A primeira diferença entre os institutos é a fundamentação legal: enquanto o reajuste contratual encontra previsão legal no inciso XI do artigo 40 da Lei nº 8.666/93[1], a repactuação não tem seu fundamento expresso nessa lei, mas no artigo 5º do Decreto nº 2.271/97[2]. Já o reequilíbrio econômico financeiro respalda-se na norma Constitucional estabelecida no inciso XXI do artigo 37[3] e sua base na Lei de licitações é meramente reflexa, porquanto limita-se — nos parágrafos 2º do artigo 58 e 6º do artigo 65 — a impedir a Administração de alterar unilateralmente ou inobservar sua ocorrência.

Outro ponto de dissonância entre os institutos reside na natureza de cada um e nos requisitos para seu emprego.

A repactuação visa evitar a indexação de preços por índices gerais ou setoriais e estabelece a recomposição do valor contratual pela variação dos componentes dos custos do contrato.
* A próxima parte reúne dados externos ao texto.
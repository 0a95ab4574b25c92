/* This file is part of coretune
 *
 * Copyright (C) 2023-2026 coretune developers
 *
 * This program is free software: you can redistribute it and/or modify
 * it under the terms of the GNU Affero General Public License as
 * published by the Free Software Foundation, either version 3 of the
 * License, or (at your option) any later version.
 *
 * This program is distributed in the hope that it will be useful,
 * but WITHOUT ANY WARRANTY; without even the implied warranty of
 * MERCHANTABILITY or FITNESS FOR A PARTICULAR PURPOSE.  See the
 * GNU Affero General Public License for more details.
 *
 * You should have received a copy of the GNU Affero General Public License
 * along with this program.  If not, see <https://www.gnu.org/licenses/>.
 */

pub mod path;
pub use path::{expand_path, get_config_path, join_config_path};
A variação deve ser demonstrada analiticamente de acordo com a Planilha de Custos e Formação de Preços, deve estar prevista no edital e necessita observar o interregno mínimo de um ano, para que o contrato seja corrigido na exata proporção do desequilíbrio.  Conforme entendimento do Tribunal de Contas da União, a repactuação deve ser empregada em contratos cuja prestação de serviços seja de duração continuada e quando os custos da mão de obra forem preponderantes na formação do preço contratual[4].

O reajuste é uma correção automática do desequilíbrio que exige previsão contratual baseado obrigatoriamente em índices gerais ou setoriais de preços previamente estipulados no edital. Este instrumento só pode ser empregado quando o contrato não for de prestação de serviço de duração continuada ou, em sendo, quando o custo da mão de obra não for preponderante na formação do preço contratual.
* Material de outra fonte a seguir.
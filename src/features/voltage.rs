/* This file is part of coretune
 *
 * Copyright (C) 2023-2026 coretune developers
 *
 * This program is free software: you can redistribute it and/or modify
 * it under the terms of the GNU Affero General Public License as
 * published by the Free Software Foundation, either version 3 of the
 * License, or (at your option) any later version.
 *
 * This program is distributed in the hope that it will be useful,
 * but WITHOUT ANY WARRANTY; without even the implied warranty of
 * MERCHANTABILITY or FITNESS FOR A PARTICULAR PURPOSE.  See the
 * GNU Affero General Public License for more details.
 *
 * You should have received a copy of the GNU Affero General Public License
 * along with this program.  If not, see <https://www.gnu.org/licenses/>.
 */

//! FIVR voltage plane offsets. Six regulated domains, each carrying a
//! signed millivolt offset quantized to 1/1024 V steps.
//!
//! There is no read path for these offsets: the OC mailbox wants a
//! write first and the read layer never writes. Observed Values
//! therefore mirror the last applied settings and start at 0.0 mV.
//!
//! Argv fragments pass the signed step count, not millivolts, so equal
//! settings always produce byte-equal vectors.

use toml::value::Table;

use crate::{
    persist,
    tunable::{Diff, Tunable},
};

/// One quantization step in millivolts (1/1024 V).
pub const STEP_MV: f64 = 0.9765625;

pub const PLANE_COUNT: usize = 6;

/// Plane index -> regulated domain.
pub const PLANE_NAMES: [&str; PLANE_COUNT] =
    ["CPU core", "GPU", "Cache/ring", "System agent", "Analog I/O", "Digital I/O"];

const KEYS: [&str; PLANE_COUNT] = [
    "Voltage_Offset_Plane_0",
    "Voltage_Offset_Plane_1",
    "Voltage_Offset_Plane_2",
    "Voltage_Offset_Plane_3",
    "Voltage_Offset_Plane_4",
    "Voltage_Offset_Plane_5",
];

const FLAGS: [&str; PLANE_COUNT] =
    ["--plane0", "--plane1", "--plane2", "--plane3", "--plane4", "--plane5"];

/// Millivolts -> signed step count, round to nearest, ties to even.
pub fn quantize_steps(mv: f64) -> i32 {
    (mv / STEP_MV).round_ties_even() as i32
}

/// Snap millivolts onto the step grid.
pub fn quantize_mv(mv: f64) -> f64 {
    quantize_steps(mv) as f64 * STEP_MV
}

/// Mirror of the last applied offsets, millivolts on the step grid.
#[derive(Debug, Clone, PartialEq)]
pub struct VoltageValues {
    pub plane_mv: [f64; PLANE_COUNT],
}

impl Default for VoltageValues {
    fn default() -> Self {
        Self { plane_mv: [0.0; PLANE_COUNT] }
    }
}

impl VoltageValues {
    /// Record a successful apply: every armed plane now observes its
    /// desired offset.
    pub fn mirror(&mut self, settings: &VoltageSettings) {
        for (observed, t) in self.plane_mv.iter_mut().zip(settings.planes.iter()) {
            if let Some(&mv) = t.get() {
                *observed = quantize_mv(mv);
            }
        }
    }
}

/// Desired plane offsets. `allow_positive` gates overvolting at the
/// presentation layer only; stored state is never clamped.
#[derive(Debug, Clone, Default, PartialEq)]
pub struct VoltageSettings {
    pub planes: [Tunable<f64>; PLANE_COUNT],
    pub allow_positive: bool,
}

impl VoltageSettings {
    /// Arm a plane with a quantized desired offset.
    pub fn set_plane(&mut self, plane: usize, mv: f64) {
        self.planes[plane].set(quantize_mv(mv));
    }

    /// Display value for the UI: positive offsets show as zero while
    /// overvolting is off. The stored value is untouched.
    pub fn display_mv(&self, plane: usize) -> f64 {
        let mv = *self.planes[plane].stored();
        if !self.allow_positive && mv > 0.0 {
            0.0
        } else {
            mv
        }
    }

    pub fn compare(&self, values: &VoltageValues, diffs: &mut Vec<Diff>) {
        for ((t, key), observed) in self.planes.iter().zip(KEYS.iter()).zip(values.plane_mv.iter())
        {
            if let Some(&desired) = t.get() {
                if quantize_steps(desired) != quantize_steps(*observed) {
                    diffs.push(Diff {
                        field: key,
                        desired: format!("{} mV", quantize_mv(desired)),
                        observed: format!("{} mV", quantize_mv(*observed)),
                    });
                }
            }
        }
    }

    pub fn apply_args(&self, argv: &mut Vec<String>) {
        for (t, flag) in self.planes.iter().zip(FLAGS.iter()) {
            if let Some(&mv) = t.get() {
                argv.push(flag.to_string());
                argv.push(quantize_steps(mv).to_string());
            }
        }
    }

    pub fn shadow(&mut self, values: &VoltageValues) {
        for (t, observed) in self.planes.iter_mut().zip(values.plane_mv.iter()) {
            t.shadow(*observed);
        }
    }

    pub fn load(&mut self, table: &Table, values: &VoltageValues) {
        for ((t, key), observed) in
            self.planes.iter_mut().zip(KEYS.iter()).zip(values.plane_mv.iter())
        {
            persist::load_f64(table, key, t, *observed);
            // Whatever the file held, desired offsets live on the grid.
            t.restore(quantize_mv(*t.stored()), t.is_adjust());
        }
        self.allow_positive = persist::get_bool(table, "Allow_Overvolting").unwrap_or(false);
    }

    pub fn save(&self, table: &mut Table) {
        for (t, key) in self.planes.iter().zip(KEYS.iter()) {
            persist::store_f64(table, key, t);
        }
        table.insert("Allow_Overvolting".to_string(), toml::Value::Boolean(self.allow_positive));
    }
}

#[cfg(test)]
mod tests {
    use super::*;

    #[test]
    fn quantization_ties_to_even() {
        // Exact multiples pass through.
        assert_eq!(quantize_steps(-97.65625), -100);
        assert_eq!(quantize_mv(-97.65625), -97.65625);

        // -100.0 mV is -102.4 steps, nearest is -102.
        assert_eq!(quantize_steps(-100.0), -102);

        // Halfway cases land on the even step.
        assert_eq!(quantize_steps(-0.48828125), 0);
        assert_eq!(quantize_steps(-1.46484375), -2);
        assert_eq!(quantize_steps(0.48828125), 0);
        assert_eq!(quantize_steps(1.46484375), 2);
    }

    #[test]
    fn grid_values_roundtrip_persistence() {
        let mut s = VoltageSettings::default();
        s.set_plane(0, -100.0);
        s.set_plane(3, -50.48);

        let mut table = Table::new();
        s.save(&mut table);

        let mut loaded = VoltageSettings::default();
        loaded.load(&table, &VoltageValues::default());
        assert_eq!(loaded, s);

        // Off-grid file content snaps to the nearest step on load.
        let mut table = Table::new();
        table.insert("Voltage_Offset_Plane_1".into(), toml::Value::Float(-100.0));
        table.insert("Voltage_Offset_Plane_1_Enabled".into(), toml::Value::Boolean(true));
        loaded.load(&table, &VoltageValues::default());
        assert_eq!(*loaded.planes[1].stored(), -102.0 * STEP_MV);
    }

    #[test]
    fn apply_emits_steps() {
        let mut s = VoltageSettings::default();
        s.set_plane(0, -100.0);
        s.set_plane(5, 25.0);

        let mut argv = vec![];
        s.apply_args(&mut argv);
        assert_eq!(argv, vec!["--plane0", "-102", "--plane5", "26"]);
    }

    #[test]
    fn mirror_and_compare() {
        let mut s = VoltageSettings::default();
        s.set_plane(2, -75.0);

        let mut v = VoltageValues::default();
        let mut diffs = vec![];
        s.compare(&v, &mut diffs);
        assert_eq!(diffs.len(), 1);
        assert_eq!(diffs[0].field, "Voltage_Offset_Plane_2");

        v.mirror(&s);
        diffs.clear();
        s.compare(&v, &mut diffs);
        assert!(diffs.is_empty());
    }

    #[test]
    fn positive_offsets_stored_but_clamped_on_display() {
        let mut s = VoltageSettings::default();
        s.set_plane(1, 50.0);
        assert_eq!(s.display_mv(1), 0.0);
        assert!(*s.planes[1].stored() > 0.0);

        s.allow_positive = true;
        assert!(s.display_mv(1) > 49.0);
    }
}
O reequilíbrio econômico-financeiro prescinde a previsão contratual e têm como requisitos necessários: (i) ser o contrato de longa duração ou de obrigação diferida; (ii) advir de fato superveniente, imprevisível e estranho ao comportamento do contratado; e (iv) a existência de desequilíbrio na equação econômico-financeira do contrato. Estando presentes todos estes requisitos, independentemente de estar previsto no edital ou no contrato administrativo, o contratado passa a ter o direito subjetivo à recomposição do valor contratual pelo reequilíbrio econômico-financeiro.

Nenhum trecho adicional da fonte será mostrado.